● WHAT THE TASK REQUIRES
From the records below, pull each line that has "ServerValue".

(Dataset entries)
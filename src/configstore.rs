//! Persistent key/value store for local session state.
//!
//! Values are kept as JSON in a single file next to the application
//! configuration. Every mutation is written back to disk immediately so the
//! state survives process restarts.

use crate::configuration::{Configuration, ConfigurationError};
use serde_json::{Map, Value};
use std::fs;
use std::path::{Path, PathBuf};
use thiserror::Error;
use tracing::{debug, trace};

pub const DEFAULT_CONFIGSTORE_FILE_NAME: &str = "configstore.json";

#[derive(Debug, Error)]
pub enum ConfigStoreError {
    #[error("IO error: {0}")]
    IoError(#[from] std::io::Error),
    #[error("JSON error: {0}")]
    JsonError(#[from] serde_json::Error),
    #[error("configuration store at {0:?} does not contain a JSON object")]
    NotAnObject(PathBuf),
    #[error("{0}")]
    ConfigurationError(#[from] ConfigurationError),
}

#[derive(Debug)]
pub struct ConfigStore {
    file_path: PathBuf,
    values: Map<String, Value>,
}

impl ConfigStore {
    /// Open the store in the default configuration directory
    pub fn open_default() -> Result<Self, ConfigStoreError> {
        let mut file_path = Configuration::get_default_configuration_directory()?;
        file_path.push(DEFAULT_CONFIGSTORE_FILE_NAME);
        Self::open(file_path)
    }

    /// Open the store backed by the given file. A missing file is an empty store.
    pub fn open(file_path: PathBuf) -> Result<Self, ConfigStoreError> {
        let values = if file_path.exists() {
            debug!("Loading configuration store from {}", file_path.display());
            let content = fs::read_to_string(&file_path)?;
            if content.trim().is_empty() {
                Map::new()
            } else {
                match serde_json::from_str::<Value>(&content)? {
                    Value::Object(values) => values,
                    _ => return Err(ConfigStoreError::NotAnObject(file_path)),
                }
            }
        } else {
            Map::new()
        };

        Ok(Self { file_path, values })
    }

    pub fn path(&self) -> &Path {
        &self.file_path
    }

    pub fn get(&self, key: &str) -> Option<&Value> {
        self.values.get(key).filter(|value| !value.is_null())
    }

    pub fn set(&mut self, key: &str, value: Value) -> Result<(), ConfigStoreError> {
        self.set_all([(key, value)])
    }

    /// Set several keys with a single write. On failure neither the file nor
    /// the in-memory values change.
    pub fn set_all<'a, I>(&mut self, entries: I) -> Result<(), ConfigStoreError>
    where
        I: IntoIterator<Item = (&'a str, Value)>,
    {
        let mut values = self.values.clone();
        for (key, value) in entries {
            trace!("Setting configuration store key {}", key);
            values.insert(key.to_string(), value);
        }
        self.commit(values)
    }

    pub fn delete(&mut self, key: &str) -> Result<(), ConfigStoreError> {
        self.delete_all([key])
    }

    /// Remove several keys with a single write
    pub fn delete_all<'a, I>(&mut self, keys: I) -> Result<(), ConfigStoreError>
    where
        I: IntoIterator<Item = &'a str>,
    {
        let mut values = self.values.clone();
        let mut changed = false;
        for key in keys {
            trace!("Deleting configuration store key {}", key);
            changed |= values.remove(key).is_some();
        }
        if changed {
            self.commit(values)?;
        }
        Ok(())
    }

    fn commit(&mut self, values: Map<String, Value>) -> Result<(), ConfigStoreError> {
        Self::save(&self.file_path, &values)?;
        self.values = values;
        Ok(())
    }

    /// Write to a sibling file first so a failed write never leaves a
    /// truncated store behind
    fn save(file_path: &Path, values: &Map<String, Value>) -> Result<(), ConfigStoreError> {
        if let Some(parent) = file_path.parent() {
            fs::create_dir_all(parent)?;
        }

        let content = serde_json::to_string_pretty(values)?;
        let staging_path = file_path.with_extension("json.tmp");
        if let Err(e) = fs::write(&staging_path, content) {
            let _ = fs::remove_file(&staging_path);
            return Err(e.into());
        }
        fs::rename(&staging_path, file_path)?;
        Ok(())
    }
}
//! Access to the realtime database used as the pairing channel.
//!
//! The database is a path-addressed JSON tree. Callers write whole values,
//! apply multi-field updates atomically, and subscribe to the value stored
//! at a path. [`RealtimeClient`] talks to the hosted service over REST and
//! server-sent events; [`MemoryStore`] keeps the tree in process.

use async_trait::async_trait;
use serde_json::{json, Map, Value};
use tokio::sync::mpsc;
use tokio::task::JoinHandle;
use tracing::trace;

pub mod client;
pub mod memory;

pub use client::RealtimeClient;
pub use memory::MemoryStore;

/// Error emitted by a realtime store
#[derive(Debug, thiserror::Error)]
pub enum RealtimeError {
    #[error("HTTP error: {0}")]
    HttpError(#[from] reqwest::Error),
    #[error("request to {path} failed with status {status}: {body}")]
    StatusError {
        path: String,
        status: reqwest::StatusCode,
        body: String,
    },
    #[error("JSON parsing error: {0}")]
    JsonError(#[from] serde_json::Error),
    #[error("invalid database path {0:?}")]
    InvalidPath(String),
    #[error("event stream error: {0}")]
    StreamError(String),
    #[error("subscription to {0} was cancelled by the server")]
    Cancelled(String),
    #[error("subscription to {0} closed before a value arrived")]
    SubscriptionClosed(String),
    #[error("{0}")]
    Unavailable(String),
}

/// Placeholders resolved by the database when a write is applied
#[derive(Debug, Clone, Copy, PartialEq, Eq)]
pub enum ServerValue {
    /// Milliseconds since the Unix epoch on the server clock
    Timestamp,
}

impl ServerValue {
    pub fn to_value(&self) -> Value {
        match self {
            ServerValue::Timestamp => json!({ ".sv": "timestamp" }),
        }
    }

    /// Recognise a placeholder inside a value about to be written
    pub fn from_value(value: &Value) -> Option<ServerValue> {
        let map = value.as_object()?;
        if map.len() != 1 {
            return None;
        }
        match map.get(".sv").and_then(Value::as_str) {
            Some("timestamp") => Some(ServerValue::Timestamp),
            _ => None,
        }
    }
}

impl From<ServerValue> for Value {
    fn from(server_value: ServerValue) -> Self {
        server_value.to_value()
    }
}

/// A change notification: the value now stored at the subscribed path, or
/// `None` when nothing is stored there.
pub type SubscriptionEvent = Result<Option<Value>, RealtimeError>;

/// Live subscription to the value at one path.
///
/// The first event describes the value at the moment of subscribing. The
/// subscription is torn down by [`Subscription::unsubscribe`] or on drop.
#[derive(Debug)]
pub struct Subscription {
    path: String,
    receiver: mpsc::UnboundedReceiver<SubscriptionEvent>,
    reader: Option<JoinHandle<()>>,
}

impl Subscription {
    pub fn new(
        path: String,
        receiver: mpsc::UnboundedReceiver<SubscriptionEvent>,
        reader: Option<JoinHandle<()>>,
    ) -> Self {
        Self {
            path,
            receiver,
            reader,
        }
    }

    pub fn path(&self) -> &str {
        &self.path
    }

    /// Wait for the next change. `None` means the subscription has ended.
    pub async fn next_value(&mut self) -> Option<SubscriptionEvent> {
        self.receiver.recv().await
    }

    pub fn unsubscribe(mut self) {
        self.close();
    }

    fn close(&mut self) {
        if let Some(reader) = self.reader.take() {
            reader.abort();
        }
        self.receiver.close();
        trace!("Unsubscribed from {}", self.path);
    }
}

impl Drop for Subscription {
    fn drop(&mut self) {
        if let Some(reader) = self.reader.take() {
            reader.abort();
        }
    }
}

/// A path-addressed, subscribable JSON tree
#[async_trait]
pub trait RealtimeStore: Send + Sync {
    /// Replace the value at `path`. Server values are resolved on write.
    async fn set(&self, path: &str, value: Value) -> Result<(), RealtimeError>;

    /// Write several children of `path` in one atomic operation. A `null`
    /// field removes that child.
    async fn update(&self, path: &str, fields: Map<String, Value>) -> Result<(), RealtimeError>;

    /// Subscribe to the value stored at `path`
    async fn subscribe(&self, path: &str) -> Result<Subscription, RealtimeError>;
}

/// Split a database path into its non-empty segments
pub fn path_segments(path: &str) -> Vec<&str> {
    path.split('/').filter(|s| !s.is_empty()).collect()
}

/// Join two database paths
pub fn child_path(parent: &str, child: &str) -> String {
    let parent = parent.trim_matches('/');
    let child = child.trim_matches('/');
    match (parent.is_empty(), child.is_empty()) {
        (true, _) => child.to_string(),
        (_, true) => parent.to_string(),
        _ => format!("{}/{}", parent, child),
    }
}

/// Read the value stored under `segments`, treating `null` as absent
pub fn read_at<'a>(node: &'a Value, segments: &[&str]) -> Option<&'a Value> {
    let mut current = node;
    for segment in segments {
        current = current.as_object()?.get(*segment)?;
    }
    if current.is_null() {
        None
    } else {
        Some(current)
    }
}

/// Store `value` under `segments`, creating intermediate objects.
///
/// Writing `null` removes the child, and objects left empty collapse to
/// `null`, so an empty subtree is indistinguishable from a missing one.
pub fn write_at(node: &mut Value, segments: &[&str], value: Value) {
    let Some((head, rest)) = segments.split_first() else {
        *node = value;
        return;
    };

    if !node.is_object() {
        if value.is_null() {
            return;
        }
        *node = Value::Object(Map::new());
    }
    let Value::Object(map) = &mut *node else {
        return;
    };

    let child = map.entry(head.to_string()).or_insert(Value::Null);
    write_at(child, rest, value);
    if child.is_null() {
        map.remove(*head);
    }
    if map.is_empty() {
        *node = Value::Null;
    }
}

● TASK SOLUTION
pub enum ServerValue {
impl ServerValue {
            ServerValue::Timestamp => json!({ ".sv": "timestamp" }),
    pub fn from_value(value: &Value) -> Option<ServerValue> {
            Some("timestamp") => Some(ServerValue::Timestamp),
impl From<ServerValue> for Value {
    fn from(server_value: ServerValue) -> Self {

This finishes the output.